Elderly Voters
By selecting U.S. Rep. Paul Ryan, R-Wis., to be his running mate, 2012 presumptive Republican Party presidential nominee Mitt Romney has also elevated Ryan's plan to reform Medicare, putting in play elderly voters who are skeptical of attempts to reform the cherished senior citizen health care program. Reuters

By selecting U.S. Rep. Paul Ryan, R-Wis., to be his running mate, Mitt Romney has also elevated Ryan's plan to reform Medicare, putting in play elderly voters who are skeptical of attempts to reform the cherished senior citizen health care program.

The Obama campaign has already pounced, issuing a press release with the now well-worn admonishment that Ryan's proposal would end Medicare as we know it. Ryan's plan relies on an approach known as competitive bidding that would give future retirees a choice between enrolling in Medicare or receiving vouchers they could use toward purchasing private insurance plans. It would also gradually raise the eligibilty age from 65 to 67.

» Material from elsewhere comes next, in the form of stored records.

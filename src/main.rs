//! Broker Session - Main Entry Point
//!
//! Runs a supervised MQTT session, or connects just long enough to publish one
//! text or image message.

use broker_session::config::SessionConfig;
use broker_session::error::{SessionError, SessionResult};
use broker_session::observability::init_default_logging;
use broker_session::publish::{Frame, PublishGateway};
use broker_session::session::{SessionListener, SessionSupervisor, SupervisorExit};
use broker_session::transport::mqtt::{LinkState, MqttTransport};
use broker_session::transport::{DeliveryToken, InboundMessage, Transport};
use clap::{Parser, Subcommand};
use std::path::PathBuf;
use std::process;
use std::sync::Arc;
use tokio::signal::unix::{signal, SignalKind};
use tokio::sync::mpsc;
use tokio::time::Duration;
use tracing::{error, info, warn};

/// How long a one-shot publish waits for the broker's acknowledgement
const DELIVERY_WAIT: Duration = Duration::from_secs(10);

/// Capacity of the inbound message queue
const INBOUND_CAPACITY: usize = 256;

type BoxError = Box<dyn std::error::Error>;

/// MQTT session with reconnect and ordered re-subscription
#[derive(Parser)]
#[command(name = "broker-session")]
#[command(about = "Keeps an MQTT session alive and publishes text or image payloads")]
#[command(version)]
struct Cli {
    /// Configuration file path
    #[arg(short, long, value_name = "FILE", env = "BROKER_SESSION_CONFIG")]
    config: Option<PathBuf>,

    /// Verbose logging
    #[arg(short, long, action = clap::ArgAction::Count)]
    verbose: u8,

    #[command(subcommand)]
    command: Commands,
}

#[derive(Subcommand)]
enum Commands {
    /// Connect, subscribe and log inbound messages until interrupted
    Run,
    /// Publish a single text message
    Publish {
        #[arg(long)]
        topic: String,
        #[arg(long)]
        message: String,
    },
    /// Encode an image file and publish it
    PublishImage {
        #[arg(long)]
        topic: String,
        #[arg(long, value_name = "FILE")]
        file: PathBuf,
    },
    /// Validate configuration
    Config {
        /// Show current configuration
        #[arg(long)]
        show: bool,
    },
}

#[tokio::main]
async fn main() {
    let cli = Cli::parse();

    init_default_logging(cli.verbose);

    info!("Starting broker-session v{}", env!("CARGO_PKG_VERSION"));

    let config = match load_configuration(&cli.config) {
        Ok(config) => config,
        Err(e) => {
            error!("Failed to load configuration: {}", e);
            process::exit(1);
        }
    };

    let result = match cli.command {
        Commands::Run => run_session(config).await,
        Commands::Publish { topic, message } => publish_text(config, topic, message).await,
        Commands::PublishImage { topic, file } => publish_image(config, topic, file).await,
        Commands::Config { show } => handle_config_command(&config, show),
    };

    match result {
        Ok(0) => info!("Application shutdown complete"),
        Ok(code) => process::exit(code),
        Err(e) => {
            error!("Command failed: {}", e);
            process::exit(1);
        }
    }
}

fn load_configuration(config_path: &Option<PathBuf>) -> Result<SessionConfig, BoxError> {
    if let Some(path) = config_path {
        info!("Loading configuration from: {}", path.display());
        return Ok(SessionConfig::load_from_file(path)?);
    }

    for path_str in ["broker-session.toml", "config/session.toml"] {
        let path = PathBuf::from(path_str);
        if path.exists() {
            info!("Loading configuration from: {}", path.display());
            return Ok(SessionConfig::load_from_file(&path)?);
        }
    }

    Err(
        "No configuration file found. Provide one with -c/--config or create broker-session.toml"
            .into(),
    )
}

/// Wire transport, session and supervisor together and issue the first connect
async fn bootstrap(
    config: &SessionConfig,
) -> Result<
    (
        Arc<MqttTransport>,
        Arc<SessionListener<MqttTransport>>,
        SessionSupervisor,
    ),
    BoxError,
> {
    let transport = Arc::new(MqttTransport::from_config(config)?);
    let (reporter, supervisor) = SessionSupervisor::channel();
    let session = SessionListener::new(transport.clone(), config.session_settings()?, reporter);

    transport.start(session.clone())?;
    session.start().await?;
    Ok((transport, session, supervisor))
}

async fn run_session(config: SessionConfig) -> Result<i32, BoxError> {
    let (inbound_tx, inbound_rx) = mpsc::channel(INBOUND_CAPACITY);
    let (transport, session, supervisor) = bootstrap(&config).await?;
    transport.set_inbound_sender(inbound_tx);
    tokio::spawn(log_inbound(inbound_rx));

    let mut sigint = signal(SignalKind::interrupt())?;
    let mut sigterm = signal(SignalKind::terminate())?;
    let shutdown = async move {
        tokio::select! {
            _ = sigint.recv() => info!("Received SIGINT, shutting down gracefully..."),
            _ = sigterm.recv() => info!("Received SIGTERM, shutting down gracefully..."),
        }
    };

    info!(
        client_id = %transport.client_id(),
        topics = ?session.topics(),
        "Session running"
    );

    let exit = supervisor.supervise(transport.as_ref(), shutdown).await;
    if let SupervisorExit::Fatal(e) = &exit {
        error!("Session ended: {}", e);
    }
    Ok(exit.exit_code())
}

async fn log_inbound(mut inbound: mpsc::Receiver<InboundMessage>) {
    while let Some(message) = inbound.recv().await {
        info!(
            topic = %message.topic,
            bytes = message.payload.len(),
            retain = message.retain,
            received_at = %message.received_at,
            "Message received"
        );
    }
}

async fn publish_text(
    config: SessionConfig,
    topic: String,
    message: String,
) -> Result<i32, BoxError> {
    let (transport, _session, mut supervisor) = bootstrap(&config).await?;
    if let Some(code) = wait_for_link(&transport, &mut supervisor).await {
        return Ok(code);
    }

    let gateway = PublishGateway::new(
        transport.clone(),
        config.publish_qos()?,
        config.image_format(),
    );
    let result = gateway.publish_text(&topic, message).await;
    finish_publish(&transport, result).await
}

async fn publish_image(
    config: SessionConfig,
    topic: String,
    file: PathBuf,
) -> Result<i32, BoxError> {
    let frame = Frame::load(&file)?;
    info!(
        file = %file.display(),
        width = frame.width,
        height = frame.height,
        "Loaded image"
    );

    let (transport, _session, mut supervisor) = bootstrap(&config).await?;
    if let Some(code) = wait_for_link(&transport, &mut supervisor).await {
        return Ok(code);
    }

    let gateway = PublishGateway::new(
        transport.clone(),
        config.publish_qos()?,
        config.image_format(),
    );
    let result = gateway.publish_image(&topic, &frame).await;
    finish_publish(&transport, result).await
}

/// Wait until the link is up. Returns an exit code if the session failed first.
async fn wait_for_link(
    transport: &MqttTransport,
    supervisor: &mut SessionSupervisor,
) -> Option<i32> {
    let mut states = transport.subscribe_link_state();
    let connected = async {
        while *states.borrow_and_update() != LinkState::Connected {
            if states.changed().await.is_err() {
                break;
            }
        }
    };

    tokio::select! {
        _ = connected => None,
        Some(e) = supervisor.next_fatal() => {
            error!("Session ended before publishing: {}", e);
            if let Err(e) = transport.shutdown().await {
                warn!("Error while closing transport: {}", e);
            }
            Some(1)
        }
    }
}

async fn finish_publish(
    transport: &MqttTransport,
    result: SessionResult<DeliveryToken>,
) -> Result<i32, BoxError> {
    let outcome = match result {
        Ok(token) => {
            // The tracker's logger already reported whether delivery succeeded
            if token.wait(DELIVERY_WAIT).await {
                info!(
                    topic = %token.topic(),
                    message_id = token.message_id(),
                    "Publish reached a terminal state"
                );
                Ok(0)
            } else {
                Err(SessionError::operation_failure(
                    "publish",
                    format!(
                        "no delivery confirmation for '{}' within {:?}",
                        token.topic(),
                        DELIVERY_WAIT
                    ),
                )
                .into())
            }
        }
        Err(e) => Err(e.into()),
    };

    if let Err(e) = transport.shutdown().await {
        warn!("Error while closing transport: {}", e);
    }
    outcome
}

fn handle_config_command(config: &SessionConfig, show: bool) -> Result<i32, BoxError> {
    if show {
        println!("Current configuration:");
        println!("{}", toml::to_string_pretty(config)?);
    }

    info!("Configuration validation complete");
    Ok(0)
}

Critics deride the proposal by saying it will burden seniors with higher costs, undercutting Medicare's promise of comprehensive coverage. Democrats successfully tied Republican congressional hopeful Jane Corwin to the plan during a May 2011 special election in upstate New York, helping Democrat Jane Corwin register an upset victory.

Seniors Overwhelmingly Oppose Ryan's Medicare Proposal

Further, poll after poll has found clear opposition to Ryan's plan, especially to raising the eligibility age. The rejection was particularly pronounced among senior citizens, with a June 2011 survey by the Pew Research Center finding that voters 51 and older opposed Ryan's plan by a margin of 51 percent to 29 percent. Those who disliked the plan were far more likely to feel strongly than those who approved of it.

However, that generational dynamic also produces some mixed reactions: The Pew Survey also found that the bloc of voters ages 66 to 83 was the only one where a majority felt Medicare only needed minor tweaks; in every other age group, a majority of voters said an overhaul was needed. Most Baby Boomers (age 57-65) ranked Medicare as fair or poor, and 61 percent favored allowing people to purchase private health insurance with Medicare dollars.

But attempting to control Medicare costs remains a volatile issue no matter which party is approaching it or how. A March 2011 Wall Street Journal/NBC News poll found that voters across all age demographics are deeply opposed to substantially cutting popular entitlement programs like Medicare and Social Security.

Views on Medicare aren't as tied specifically to a party stamp as they are to an individual's views of the program itself, said Julia Clark, a pollster for Ipsos. When one party is announcing certain things and another is announcing different things, you'll get some fundamental knee-jerk reactions based on party support, but when you isolate the proposed changes or tenets, there's not as much divergence of opinion.

When President Barack Obama sought to address spiraling Medicare costs via his health care overhaul, Republicans exploited concerns over the implications to help fuel a landslide victory in the 2010 mid-term election. Older voters tend to vote in far greater numbers than younger ones, and Americans over the age of 65 supported Republicans by a 21-point margin in 2010.

Romney has continued to pummel Obama over the Affordable Care Act's cost-control measures, asserting shortly after the U.S. Supreme Court upheld the bill that it cuts Medicare spending by approximately $500 billion. (Rather than slash the benefits that flow to seniors, the legislation tries to find savings mostly by reducing payments to health care providers, in part through the creation of an Independent Payment Advisory Board.)

The presumptive Republican nominee has kept it up since announcing his pick of running mate Ryan, telling a crowd in St. Augustine, Fla., on Monday that he would preserve and protect Medicare and saying that Obama's blueprint was not the right answer.

Of course, the question of what constitutes the right answer to Medicare's mounting costs is an open one and is unlikely to be resolved any time soon. But expect a steady barrage of advertisements from both the Romney and Obama camps as they both seek to convince worried older voters that their opponent will devastate Medicare.